* _ABOUT THIS TASK_
What is needed is an exact copy of all the records below.

(Collected data)
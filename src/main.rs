use driftfield::FieldConfig;

fn main() {
    env_logger::init();

    let config = FieldConfig::default();
    log::info!(
        "starting field: {} particles, disk diameter {}",
        config.count,
        config.group_diameter
    );

    if let Err(err) = driftfield::window::run(config) {
        log::error!("{err}");
        std::process::exit(1);
    }
}
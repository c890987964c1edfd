//! End-to-end tests for the pointer/particle interaction model, driven
//! through the public `Session` API with explicit timestamps.

use driftfield::{
    pointer, proximity, Camera, FieldConfig, InteractionMode, ParticleField, Phase, Session, Vec2,
    Vec3,
};
use glam::Vec4Swizzles;

/// NDC that projects onto the given plane point for the session camera.
fn ndc_for(session: &Session, world: Vec2) -> Vec2 {
    let clip = session.camera().view_proj() * world.extend(0.0).extend(1.0);
    clip.xy() / clip.w
}

/// A session with one particle at the origin and a camera that never rolls,
/// so pointer math stays exact across advances.
fn single_particle_session() -> Session {
    let config = FieldConfig::default().with_roll_rate(0.0);
    let field = ParticleField::from_rest_positions(&[Vec2::ZERO], config.size);
    Session::with_field(config, field, 1.0).unwrap()
}

fn step_to(session: &mut Session, mut now: f32, until: f32) {
    while now < until {
        now += 1.0 / 60.0;
        session.advance(now);
    }
}

#[test]
fn seeded_rest_positions_stay_inside_disk() {
    let config = FieldConfig::default().with_seed(2024);
    let session = Session::new(config.clone(), 16.0 / 9.0).unwrap();
    let radius_sq = (config.group_diameter / 2.0).powi(2);

    assert_eq!(session.field().len(), config.count);
    for particle in session.field().particles() {
        assert!(particle.rest.length_squared() <= radius_sq + 1e-4);
    }
}

#[test]
fn pointer_projection_is_pure() {
    let camera = Camera::new(16.0 / 9.0).unwrap();
    let ndc = Vec2::new(-0.4, 0.7);
    assert_eq!(
        pointer::project_to_plane(ndc, &camera).unwrap(),
        pointer::project_to_plane(ndc, &camera).unwrap()
    );
}

#[test]
fn spec_scenario_single_particle() {
    // N=1 at rest (0,0); pointer point (0.05, 0, 0); threshold 0.1 squared
    // units: affected, direction (-0.05, 0), spread target (-0.025, 0).
    let mut session = single_particle_session();
    let ndc = ndc_for(&session, Vec2::new(0.05, 0.0));

    assert_eq!(session.pointer_moved(ndc, 0.0), 1);
    assert_eq!(session.phase(0), Some(Phase::Spreading));

    let spread = session.config().spread_duration;
    session.advance(spread);
    let p = &session.field().particles()[0];
    assert!((p.position.x - (-0.025)).abs() < 1e-3);
    assert!(p.position.y.abs() < 1e-3);
}

#[test]
fn ordered_particle_returns_to_rest() {
    let mut session = single_particle_session();
    let ndc = ndc_for(&session, Vec2::new(0.05, 0.0));
    assert_eq!(session.pointer_moved(ndc, 0.0), 1);

    // Left alone for longer than spread + settle.
    step_to(&mut session, 0.0, 1.15);

    let p = &session.field().particles()[0];
    assert!((Vec2::new(p.position.x, p.position.y) - p.rest).length() < 1e-3);
    assert!((p.size - session.config().size).abs() < 1e-4);
    assert_eq!(session.phase(0), Some(Phase::AtRest));
}

#[test]
fn free_particle_stays_displaced() {
    let mut session = single_particle_session();
    assert_eq!(session.toggle_mode(), InteractionMode::Free);

    let ndc = ndc_for(&session, Vec2::new(0.05, 0.0));
    assert_eq!(session.pointer_moved(ndc, 0.0), 1);
    step_to(&mut session, 0.0, 2.0);

    let p = &session.field().particles()[0];
    assert!(Vec2::new(p.position.x, p.position.y).length() > 1e-3);
    assert!((p.size - session.config().size).abs() < 1e-4);
    assert_eq!(session.phase(0), Some(Phase::Settled));
}

#[test]
fn mode_toggle_round_trips() {
    let mut session = single_particle_session();
    let initial = session.mode();
    session.toggle_mode();
    session.toggle_mode();
    assert_eq!(session.mode(), initial);
}

#[test]
fn far_pointer_classifies_no_particles() {
    let mut session = single_particle_session();
    let ndc = ndc_for(&session, Vec2::new(60.0, -60.0));
    assert_eq!(session.pointer_moved(ndc, 0.0), 0);
}

#[test]
fn degenerate_ray_leaves_state_untouched() {
    let mut session = single_particle_session();
    session.camera_mut().position = Vec3::new(5.0, 0.0, 0.0);

    assert_eq!(session.pointer_moved(Vec2::ZERO, 0.0), 0);
    assert!(session.pointer_world().is_none());
    assert_eq!(session.field().particles()[0].position, Vec3::ZERO);
}

#[test]
fn threshold_units_literal_vs_corrected() {
    // A particle 0.15 away: inside the literal squared-units threshold of
    // 0.1, outside the corrected radius of 0.1.
    let field = ParticleField::from_rest_positions(&[Vec2::new(0.15, 0.0)], 0.025);

    let literal = FieldConfig::default().with_radius_sq(0.1);
    assert_eq!(
        proximity::affected(&field, Vec2::ZERO, literal.radius_sq).len(),
        1
    );

    let corrected = FieldConfig::default().with_radius(0.1);
    assert!(proximity::affected(&field, Vec2::ZERO, corrected.radius_sq).is_empty());
}

#[test]
fn boundary_is_strictly_exclusive() {
    let field = ParticleField::from_rest_positions(&[Vec2::new(0.5, 0.0)], 0.025);
    // d^2 from the origin is exactly 0.25.
    assert!(proximity::affected(&field, Vec2::ZERO, 0.25).is_empty());
    assert_eq!(proximity::affected(&field, Vec2::ZERO, 0.2500001).len(), 1);
}

#[test]
fn rapid_retriggers_keep_particle_recoverable() {
    // Wiggle the pointer across the particle repeatedly, then leave it
    // alone; Ordered mode must still bring it home.
    let mut session = single_particle_session();
    let mut now = 0.0;
    for i in 0..20 {
        let x = if i % 2 == 0 { 0.04 } else { -0.04 };
        let ndc = ndc_for(&session, Vec2::new(x, 0.0));
        session.pointer_moved(ndc, now);
        now += 0.03;
        session.advance(now);
    }

    step_to(&mut session, now, now + 1.2);
    let p = &session.field().particles()[0];
    assert!((Vec2::new(p.position.x, p.position.y) - p.rest).length() < 1e-3);
    assert_eq!(session.phase(0), Some(Phase::AtRest));
}
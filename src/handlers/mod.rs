pub mod forms;
pub mod health;
pub mod schema;

use std::sync::Arc;

use axum::routing::{get, post};
use axum::Router;
use tower_http::catch_panic::CatchPanicLayer;
use tower_http::trace::TraceLayer;

use crate::state::AppState;

pub fn router(state: Arc<AppState>) -> Router {
    Router::new()
        .route("/health", get(health::health))
        .route("/api/schema", get(schema::get_schema))
        .route("/api/forms", post(forms::create_form))
        .route("/api/forms/:id", get(forms::get_form).delete(forms::end_form))
        .route("/api/forms/:id/submit", post(forms::submit_field))
        .layer(CatchPanicLayer::custom(forms::panic_response))
        .layer(TraceLayer::new_for_http())
        .with_state(state)
}
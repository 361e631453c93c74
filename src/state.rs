use crate::config::AppConfig;
use crate::models::Catalog;
use crate::services::forms::FormStore;
use crate::services::messaging::MessagingProvider;
use crate::services::registry::SchedulerRegistry;

pub struct AppState {
    pub config: AppConfig,
    pub messaging: Box<dyn MessagingProvider>,
    pub registry: SchedulerRegistry,
    pub forms: FormStore,
    pub catalog: Catalog,
}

* _COMPLETED TASK_
filename src/main.rs
use driftfield::FieldConfig;

fn main() {
    env_logger::init();

    let config = FieldConfig::default();
    log::info!(
        "starting field: {} particles, disk diameter {}",
        config.count,
        config.group_diameter
    );

    if let Err(err) = driftfield::window::run(config) {
        log::error!("{err}");
        std::process::exit(1);
    }
}
repository c890987964c1edfd
//! End-to-end tests for the pointer/particle interaction model, driven
//! through the public `Session` API with explicit timestamps.

use driftfield::{
    pointer, proximity, Camera, FieldConfig, InteractionMode, ParticleField, Phase, Session, Vec2,
    Vec3,
};
use glam::Vec4Swizzles;

/// NDC that projects onto the given plane point for the session camera.
fn ndc_for(session: &Session, world: Vec2) -> Vec2 {
    let clip = session.camera().view_proj() * world.extend(0.0).extend(1.0);
    clip.xy() / clip.w
}

/// A session with one particle at the origin and a camera that never rolls,
/// so pointer math stays exact across advances.
fn single_particle_session() -> Session {
    let config = FieldConfig::default().with_roll_rate(0.0);
    let field = ParticleField::from_rest_positions(&[Vec2::ZERO], config.size);
    Session::with_field(config, field, 1.0).unwrap()
}

fn step_to(session: &mut Session, mut now: f32, until: f32) {
    while now < until {
        now += 1.0 / 60.0;
        session.advance(now);
    }
}

#[test]
fn seeded_rest_positions_stay_inside_disk() {
    let config = FieldConfig::default().with_seed(2024);
    let session = Session::new(config.clone(), 16.0 / 9.0).unwrap();
    let radius_sq = (config.group_diameter / 2.0).powi(2);

    assert_eq!(session.field().len(), config.count);
    for particle in session.field().particles() {
        assert!(particle.rest.length_squared() <= radius_sq + 1e-4);
    }
}

#[test]
fn pointer_projection_is_pure() {
    let camera = Camera::new(16.0 / 9.0).unwrap();
    let ndc = Vec2::new(-0.4, 0.7);
    assert_eq!(
        pointer::project_to_plane(ndc, &camera).unwrap(),
        pointer::project_to_plane(ndc, &camera).unwrap()
    );
}

#[test]
fn spec_scenario_single_particle() {
    // N=1 at rest (0,0); pointer point (0.05, 0, 0); threshold 0.1 squared
    // units: affected, direction (-0.05, 0), spread target (-0.025, 0).
    let mut session = single_particle_session();
    let ndc = ndc_for(&session, Vec2::new(0.05, 0.0));

    assert_eq!(session.pointer_moved(ndc, 0.0), 1);
    assert_eq!(session.phase(0), Some(Phase::Spreading));

    let spread = session.config().spread_duration;
    session.advance(spread);
    let p = &session.field().particles()[0];
    assert!((p.position.x - (-0.025)).abs() < 1e-3);
    assert!(p.position.y.abs() < 1e-3);
}

#[test]
fn ordered_particle_returns_to_rest() {
    let mut session = single_particle_session();
    let ndc = ndc_for(&session, Vec2::new(0.05, 0.0));
    assert_eq!(session.pointer_moved(ndc, 0.0), 1);

    // Left alone for longer than spread + settle.
    step_to(&mut session, 0.0, 1.15);

    let p = &session.field().particles()[0];
    assert!((Vec2::new(p.position.x, p.position.y) - p.rest).length() < 1e-3);
    assert!((p.size - session.config().size).abs() < 1e-4);
    assert_eq!(session.phase(0), Some(Phase::AtRest));
}

#[test]
fn free_particle_stays_displaced() {
    let mut session = single_particle_session();
    assert_eq!(session.toggle_mode(), InteractionMode::Free);

    let ndc = ndc_for(&session, Vec2::new(0.05, 0.0));
    assert_eq!(session.pointer_moved(ndc, 0.0), 1);
    step_to(&mut session, 0.0, 2.0);

    let p = &session.field().particles()[0];
    assert!(Vec2::new(p.position.x, p.position.y).length() > 1e-3);
    assert!((p.size - session.config().size).abs() < 1e-4);
    assert_eq!(session.phase(0), Some(Phase::Settled));
}

#[test]
fn mode_toggle_round_trips() {
    let mut session = single_particle_session();
    let initial = session.mode();
    session.toggle_mode();
    session.toggle_mode();
    assert_eq!(session.mode(), initial);
}

#[test]
fn far_pointer_classifies_no_particles() {
    let mut session = single_particle_session();
    let ndc = ndc_for(&session, Vec2::new(60.0, -60.0));
    assert_eq!(session.pointer_moved(ndc, 0.0), 0);
}

#[test]
fn degenerate_ray_leaves_state_untouched() {
    let mut session = single_particle_session();
    session.camera_mut().position = Vec3::new(5.0, 0.0, 0.0);

    assert_eq!(session.pointer_moved(Vec2::ZERO, 0.0), 0);
    assert!(session.pointer_world().is_none());
    assert_eq!(session.field().particles()[0].position, Vec3::ZERO);
}

#[test]
fn threshold_units_literal_vs_corrected() {
    // A particle 0.15 away: inside the literal squared-units threshold of
    // 0.1, outside the corrected radius of 0.1.
    let field = ParticleField::from_rest_positions(&[Vec2::new(0.15, 0.0)], 0.025);

    let literal = FieldConfig::default().with_radius_sq(0.1);
    assert_eq!(
        proximity::affected(&field, Vec2::ZERO, literal.radius_sq).len(),
        1
    );

    let corrected = FieldConfig::default().with_radius(0.1);
    assert!(proximity::affected(&field, Vec2::ZERO, corrected.radius_sq).is_empty());
}

#[test]
fn boundary_is_strictly_exclusive() {
    let field = ParticleField::from_rest_positions(&[Vec2::new(0.5, 0.0)], 0.025);
    // d^2 from the origin is exactly 0.25.
    assert!(proximity::affected(&field, Vec2::ZERO, 0.25).is_empty());
    assert_eq!(proximity::affected(&field, Vec2::ZERO, 0.2500001).len(), 1);
}

#[test]
fn rapid_retriggers_keep_particle_recoverable() {
    // Wiggle the pointer across the particle repeatedly, then leave it
    // alone; Ordered mode must still bring it home.
    let mut session = single_particle_session();
    let mut now = 0.0;
    for i in 0..20 {
        let x = if i % 2 == 0 { 0.04 } else { -0.04 };
        let ndc = ndc_for(&session, Vec2::new(x, 0.0));
        session.pointer_moved(ndc, now);
        now += 0.03;
        session.advance(now);
    }

    step_to(&mut session, now, now + 1.2);
    let p = &session.field().particles()[0];
    assert!((Vec2::new(p.position.x, p.position.y) - p.rest).length() < 1e-3);
    assert_eq!(session.phase(0), Some(Phase::AtRest));
}
filename src/handlers/mod.rs
pub mod forms;
pub mod health;
pub mod schema;

use std::sync::Arc;

use axum::routing::{get, post};
use axum::Router;
use tower_http::catch_panic::CatchPanicLayer;
use tower_http::trace::TraceLayer;

use crate::state::AppState;

pub fn router(state: Arc<AppState>) -> Router {
    Router::new()
        .route("/health", get(health::health))
        .route("/api/schema", get(schema::get_schema))
        .route("/api/forms", post(forms::create_form))
        .route("/api/forms/:id", get(forms::get_form).delete(forms::end_form))
        .route("/api/forms/:id/submit", post(forms::submit_field))
        .layer(CatchPanicLayer::custom(forms::panic_response))
        .layer(TraceLayer::new_for_http())
        .with_state(state)
}
repository 361e631453c93c74
filename src/state.rs
use crate::config::AppConfig;
use crate::models::Catalog;
use crate::services::forms::FormStore;
use crate::services::messaging::MessagingProvider;
use crate::services::registry::SchedulerRegistry;

pub struct AppState {
    pub config: AppConfig,
    pub messaging: Box<dyn MessagingProvider>,
    pub registry: SchedulerRegistry,
    pub forms: FormStore,
    pub catalog: Catalog,
}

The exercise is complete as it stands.